Clinical and System Reviews, Incident Analyses

Given the broad range of potential causes of obstetrical hemorrhage, in addition to recommendations listed above, we recommend conducting clinical and system reviews to identify latent causes and determine appropriate recommendations.

Occurrences of harm are often complex with many contributing factors. Organizations need to:

  1. Measure and monitor the types and frequency of these occurrences.

  2. Use appropriate analytical methods to understand the contributing factors.

  3. Identify and implement solutions or interventions that are designed to prevent recurrence and reduce risk of harm.

  4. Have mechanisms in place to mitigate consequences of harm when it occurs.

Measures

Vital to quality improvement is measurement, and this applies specifically to implementation of interventions. The chosen measures will help to determine whether an impact is being made (primary outcome), whether the intervention is actually being carried out (process measures), and whether any unintended consequences ensue (balancing measures). In selecting your measures, consider the following:

You may use different measures or modify the measures described below to make them more appropriate and/or useful to your particular setting.

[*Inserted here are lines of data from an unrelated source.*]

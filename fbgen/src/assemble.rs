use crate::config::Config;
use crate::fragments::{Category, Fragments};

/// Merge the collected preamble and the generated body into one program.
///
/// Preamble order is fixed: constant defines, headers, the system headers,
/// then definitions and variable declarations. Two blank lines separate the
/// preamble from the indented body.
pub fn finish(fragments: &Fragments, body: &str, config: &Config) -> String {
    let defines = fragments.drain(Category::ConstantDefine).join("\n");

    let mut headers = fragments.drain(Category::Header);
    headers.extend(config.system_headers.iter().map(String::as_str));
    let headers = headers.join("\n");

    let definitions = fragments
        .drain_any(&[Category::Definition, Category::VariableDecl])
        .join("\n");

    let preamble = [defines, headers, definitions]
        .into_iter()
        .filter(|group| !group.is_empty())
        .collect::<Vec<_>>()
        .join("\n\n");
    let preamble = collapse_blank_lines(&preamble);
    let preamble = preamble.trim_end_matches('\n');

    let body = indent(body, &config.indent);
    match (preamble.is_empty(), body.is_empty()) {
        (true, true) => String::new(),
        (true, false) => format!("{}\n", body),
        (false, true) => format!("{}\n", preamble),
        (false, false) => format!("{}\n\n\n{}\n", preamble, body),
    }
}

/// Prefix every line of `body` with `unit`. Whitespace-only lines left at the
/// end collapse into a single newline. A blank body indents to nothing.
pub fn indent(body: &str, unit: &str) -> String {
    if body.trim().is_empty() {
        return String::new();
    }
    let indented = body
        .split('\n')
        .map(|line| format!("{}{}", unit, line))
        .collect::<Vec<_>>()
        .join("\n");
    let trimmed = indented.trim_end();
    if indented[trimmed.len()..].contains('\n') {
        format!("{}\n", trimmed)
    } else {
        indented
    }
}

/// Squash every run of two or more newlines into exactly one blank line.
pub fn collapse_blank_lines(text: &str) -> String {
    let mut out = String::with_capacity(text.len());
    let mut run = 0;
    for c in text.chars() {
        if c == '\n' {
            run += 1;
            if run > 2 {
                continue;
            }
        } else {
            run = 0;
        }
        out.push(c);
    }
    out
}

/// Prefix each line of `text`. A trailing newline gets no prefix after it.
pub fn prefix_lines(text: &str, prefix: &str) -> String {
    let (head, tail) = match text.strip_suffix('\n') {
        Some(head) => (head, "\n"),
        None => (text, ""),
    };
    format!(
        "{}{}{}",
        prefix,
        head.replace('\n', &format!("\n{}", prefix)),
        tail
    )
}

/// Terminate an expression that stands alone as a statement.
pub fn scrub_naked_value(line: &str) -> String {
    format!("{};\n", line)
}

/// Render `text` as a C string literal.
pub fn quote(text: &str) -> String {
    let mut out = String::with_capacity(text.len() + 2);
    out.push('"');
    for c in text.chars() {
        match c {
            '\\' => out.push_str("\\\\"),
            '"' => out.push_str("\\\""),
            '\n' => out.push_str("\\n"),
            '\r' => out.push_str("\\r"),
            '\t' => out.push_str("\\t"),
            _ => out.push(c),
        }
    }
    out.push('"');
    out
}

/// Final cleanup of a whole program: drop leading blank lines, end with a
/// single newline and strip trailing spaces from every line.
pub fn tidy(code: &str) -> String {
    let mut code = code;
    let lead = code.len() - code.trim_start().len();
    if let Some(idx) = code[..lead].rfind('\n') {
        if idx > 0 {
            code = &code[idx + 1..];
        }
    }

    let trimmed = code.trim_end();
    let code = if code[trimmed.len()..].contains('\n') {
        format!("{}\n", trimmed)
    } else {
        code.to_string()
    };

    let mut lines: Vec<&str> = code.split('\n').collect();
    let last = lines.pop().unwrap_or_default();
    let mut out: String = lines
        .iter()
        .map(|line| format!("{}\n", line.trim_end_matches(|c| c == ' ' || c == '\t')))
        .collect();
    out.push_str(last);
    out
}

#[test]
fn test() {
    assert_eq!(indent("a;\nb;\n", "  "), "  a;\n  b;\n");
    assert_eq!(indent("a;\n\n\n", "  "), "  a;\n");
    assert_eq!(indent("a;", "  "), "  a;");
    assert_eq!(prefix_lines("a\nb\n", "// "), "// a\n// b\n");
    assert_eq!(quote("say \"hi\"\n"), "\"say \\\"hi\\\"\\n\"");
    assert_eq!(tidy("  \n\nint x; \n  y;  \n\n"), "int x;\n  y;\n");
}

However, be aware that modifying measures may limit the comparability of your results to others.

Evaluate your choice of measures in terms of the usefulness of the final results and the resources required to obtain them; try to maximize the former while minimizing the latter.

Whenever possible, use measures you are already collecting for other programs.

Try to include both process and outcome measures in your measurement scheme.

Discharge Abstract Database

Success Stories

Grand Rounds: Ob Team Stat: Developing a better L&D rapid response team

The recommended 30 minute "decision to incision" response time to obstetric emergency is not adequate to prevent adverse outcomes in certain scenarios. Improving on the current sequential team activation response to emergency, Allan Bombard, M.D., along with Karyn Almyrde, BSN and Val Catanzarite, MD Phd, developed the "Ob Team Stat" rapid response team. They utilized the Lockheed Martin "Skunk Works" approach to team project development, often employed in the business world. "Ob Team Stat" employs a simultaneous team activation approach to obstetric emergency. The system is activated by any team member, who simultaneously overhead pages and beeps the L&D charge nurse, in-house obstetrician, anesthesiologist, OR surgical team, neonatalogist, and NICU team.

After approval for a new hospital procedure, the team concept was discussed and refined through the Hospital Committees of all the team members and those they would interact with, and then put into operation within a week. Review of six months of data after "Ob Stat Team" introduction revealed the time from team activation to delivery had a mean of 10.9+/- 4.0 minutes, with a range of four to 19 minutes. In a team activation for uterine rupture during a VBAC, delivery was within six minutes and 30 seconds from onset of bradycardia. A different approach to problem solving by a small team, followed by continual monitoring and adaptation of the "Ob Stat Team" dramatically improved response times to obstetric emergencies compared with other institutions (Catanzarite, Almryde, Bombard 2007).